The economy will not go through negative growth if the transport can be substituted, say people using high speed electric rail instead of flying, or go walking more instead of driving. However the substitution is a complex issue. For example, going back to my previous point, most people prefer their cars compared to buses. Therefore, it would take a relatively large price hike in fuel to get people to shift, by which time the price of tickets may be so high on the bus it goes bust as its traditional users travel less and the seat load factor goes down. However, don’t forget that the government can influence things here by using subsidy, which they do in all forms of transport, even car building and indirectly subsidising fossil fuel. It's also a lot easier for bus and train companies to switch to electric or biodeisel than the private motorist. So, at some stage they may be isloated to an extent from some of the really heavy hikes.

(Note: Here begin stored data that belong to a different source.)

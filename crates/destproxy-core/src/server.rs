//! HTTP/1.1 listener that feeds JSON-RPC requests into the orchestrator.
//!
//! `POST` on any path is a JSON-RPC call; `GET /health` reports the circuit
//! breaker; everything else is rejected with 405.

use crate::auth::{AuthBrokerRegistry, ServiceKeyBrokerFactory, TokenCache};
use crate::config::ProxyConfig;
use crate::error::{ProxyError, Result};
use crate::proxy::{
    HttpUpstream, InboundContext, JsonRpcError, JsonRpcRequest, JsonRpcResponse, PARSE_ERROR_CODE,
    ProxyOrchestrator,
};
use crate::resilience::CircuitBreaker;
use crate::routing::RoutingResolver;
use http_body_util::{BodyExt, Full};
use hyper::body::{Bytes, Incoming};
use hyper::header::{CONTENT_TYPE, HeaderValue};
use hyper::server::conn::http1;
use hyper::service::service_fn;
use hyper::{Method, Request, Response, StatusCode};
use hyper_util::rt::TokioIo;
use serde_json::json;
use std::convert::Infallible;
use std::net::SocketAddr;
use std::sync::Arc;
use tokio::net::{TcpListener, TcpStream};
use tokio::sync::{Mutex, broadcast};
use tokio::task::{JoinHandle, JoinSet};

/// Path of the health endpoint.
pub const HEALTH_PATH: &str = "/health";

/// Shared per-request handlers.
struct Handlers {
    resolver: RoutingResolver,
    orchestrator: ProxyOrchestrator,
}

/// The proxy's HTTP front end.
pub struct ProxyServer {
    handlers: Arc<Handlers>,
    local_addr: Option<SocketAddr>,
    shutdown_tx: broadcast::Sender<()>,
    accept_task: Option<JoinHandle<()>>,
    connections: Arc<Mutex<JoinSet<()>>>,
}

impl std::fmt::Debug for ProxyServer {
    fn fmt(&self, f: &mut std::fmt::Formatter<'_>) -> std::fmt::Result {
        f.debug_struct("ProxyServer")
            .field("resolver", &self.handlers.resolver)
            .field("orchestrator", &self.handlers.orchestrator)
            .field("local_addr", &self.local_addr)
            .field("accept_task", &self.accept_task.is_some())
            .finish()
    }
}

impl ProxyServer {
    /// Server for an already wired resolver and orchestrator.
    pub fn new(resolver: RoutingResolver, orchestrator: ProxyOrchestrator) -> Self {
        let (shutdown_tx, _) = broadcast::channel(16);
        Self {
            handlers: Arc::new(Handlers {
                resolver,
                orchestrator,
            }),
            local_addr: None,
            shutdown_tx,
            accept_task: None,
            connections: Arc::new(Mutex::new(JoinSet::new())),
        }
    }

    /// Wire the full proxy from configuration: service-key brokers, token
    /// cache, reqwest upstream and one shared circuit breaker.
    ///
    /// # Errors
    ///
    /// Returns an error if the upstream HTTP client cannot be built.
    pub fn from_config(config: &ProxyConfig) -> Result<Self> {
        let factory = ServiceKeyBrokerFactory::new(config.service_key_dirs());
        let registry = Arc::new(AuthBrokerRegistry::new(Arc::new(factory)));
        let tokens = Arc::new(TokenCache::new(registry, config.retry_policy(), config.token_ttl()));
        let upstream = Arc::new(HttpUpstream::new(config.request_timeout())?);
        let orchestrator = ProxyOrchestrator::new(
            tokens,
            upstream,
            Arc::new(config.circuit_breaker()),
            config.retry_policy(),
        );
        let resolver = RoutingResolver::new(config.routing_overrides(), config.routing.policy);
        Ok(Self::new(resolver, orchestrator))
    }

    /// The shared circuit breaker.
    pub fn breaker(&self) -> &Arc<CircuitBreaker> {
        self.handlers.orchestrator.breaker()
    }

    /// Address the listener is bound to, once started.
    pub fn local_addr(&self) -> Option<SocketAddr> {
        self.local_addr
    }

    /// Connections still being served. Finished ones are reaped first.
    pub async fn open_connections(&self) -> usize {
        let mut connections = self.connections.lock().await;
        while connections.try_join_next().is_some() {}
        connections.len()
    }

    /// Bind `host:port` and start accepting connections in the background.
    ///
    /// # Errors
    ///
    /// Returns [`ProxyError::Io`] if the address cannot be bound.
    pub async fn start(&mut self, host: &str, port: u16) -> Result<SocketAddr> {
        let listener = TcpListener::bind((host, port)).await.map_err(|e| {
            ProxyError::Io(std::io::Error::new(
                e.kind(),
                format!("Failed to bind {host}:{port}: {e}"),
            ))
        })?;
        let addr = listener.local_addr()?;
        self.local_addr = Some(addr);
        tracing::info!(%addr, "Proxy listening");

        let mut shutdown_rx = self.shutdown_tx.subscribe();
        let handlers = Arc::clone(&self.handlers);
        let connections = Arc::clone(&self.connections);

        let accept_handle = tokio::spawn(async move {
            loop {
                tokio::select! {
                    result = listener.accept() => {
                        match result {
                            Ok((stream, peer)) => {
                                tracing::debug!(%peer, "New client connection");
                                let handlers = Arc::clone(&handlers);
                                let mut connections = connections.lock().await;
                                while connections.try_join_next().is_some() {}
                                connections.spawn(Self::handle_connection(stream, handlers));
                            }
                            Err(e) => {
                                tracing::error!(error = %e, "Error accepting connection");
                            }
                        }
                    }
                    _ = shutdown_rx.recv() => {
                        tracing::info!("Shutdown signal received, stopping accept loop");
                        break;
                    }
                }
            }
        });

        self.accept_task = Some(accept_handle);
        Ok(addr)
    }

    /// Run until `shutdown` resolves, then stop.
    ///
    /// # Errors
    ///
    /// Returns an error if the address cannot be bound.
    pub async fn serve_until<F>(&mut self, host: &str, port: u16, shutdown: F) -> Result<()>
    where
        F: std::future::Future<Output = ()>,
    {
        self.start(host, port).await?;
        shutdown.await;
        self.stop().await;
        Ok(())
    }

    /// Stop accepting and abort open connections.
    pub async fn stop(&mut self) {
        let _ = self.shutdown_tx.send(());
        if let Some(accept_task) = self.accept_task.take() {
            accept_task.abort();
        }
        self.connections.lock().await.shutdown().await;
        self.local_addr = None;
        tracing::info!("Proxy stopped");
    }

    async fn handle_connection(stream: TcpStream, handlers: Arc<Handlers>) {
        let io = TokioIo::new(stream);
        let service = service_fn(move |req: Request<Incoming>| {
            let handlers = Arc::clone(&handlers);
            async move { Ok::<_, Infallible>(handlers.handle(req).await) }
        });

        if let Err(e) = http1::Builder::new().serve_connection(io, service).await {
            tracing::warn!(error = %e, "Error serving connection");
        }
    }
}

impl Handlers {
    async fn handle(&self, req: Request<Incoming>) -> Response<Full<Bytes>> {
        match (req.method(), req.uri().path()) {
            (&Method::GET, HEALTH_PATH) => json_response(
                StatusCode::OK,
                &json!({
                    "status": "ok",
                    "circuitBreaker": self.orchestrator.breaker().snapshot(),
                }),
            ),
            (&Method::POST, _) => self.handle_rpc(req).await,
            _ => {
                let mut response = Response::new(Full::new(Bytes::from(
                    "Method not allowed. Use POST for JSON-RPC requests.",
                )));
                *response.status_mut() = StatusCode::METHOD_NOT_ALLOWED;
                response
            }
        }
    }

    async fn handle_rpc(&self, req: Request<Incoming>) -> Response<Full<Bytes>> {
        let (parts, body) = req.into_parts();
        let path = parts
            .uri
            .path_and_query()
            .map_or_else(|| parts.uri.path().to_string(), |pq| pq.as_str().to_string());

        let bytes = match body.collect().await {
            Ok(collected) => collected.to_bytes(),
            Err(e) => {
                tracing::warn!(error = %e, "Failed to read request body");
                return parse_error(&e.to_string());
            }
        };

        let request: JsonRpcRequest = match serde_json::from_slice(&bytes) {
            Ok(request) => request,
            Err(e) => return parse_error(&e.to_string()),
        };

        let decision = self.resolver.resolve(&parts.headers);
        let inbound = InboundContext::new(path, parts.headers);
        tracing::debug!(
            method = %request.method,
            strategy = ?decision.strategy(),
            reason = decision.reason(),
            "Handling JSON-RPC request"
        );

        let response = self.orchestrator.proxy_request(&request, &decision, &inbound).await;
        json_response(StatusCode::OK, &response)
    }
}

fn parse_error(detail: &str) -> Response<Full<Bytes>> {
    let body = JsonRpcResponse::failure(
        None,
        JsonRpcError::new(PARSE_ERROR_CODE, "Parse error", Some(json!({ "error": detail }))),
    );
    json_response(StatusCode::BAD_REQUEST, &body)
}

fn json_response<T: serde::Serialize>(status: StatusCode, body: &T) -> Response<Full<Bytes>> {
    let bytes = serde_json::to_vec(body).unwrap_or_default();
    let mut response = Response::new(Full::new(Bytes::from(bytes)));
    *response.status_mut() = status;
    response
        .headers_mut()
        .insert(CONTENT_TYPE, HeaderValue::from_static("application/json"));
    response
}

A lot of subsidy is based on less environmental damage/social costs but more usually cost benefit analysis – which is quite a simplistic way of calculating if a road or railway etc is built between A and B how much increased economic activity it will bring. For example, if a new motorway was built between run-down Littleton and booming Parksville, additional trade opportunities would be opened up. Although obviously this is an extremely uncertain science..and CBA is often abused.

So in short the issue is very, very complex and I’ve just touched the surface. I’m not an expert in these matters, I’ve just gleaned this by reading up on stuff so others are welcome to correct anything I’ve put above.
Last edited by Wildwell on Wed 30 Nov 2005, 19:14:47, edited 3 times in total.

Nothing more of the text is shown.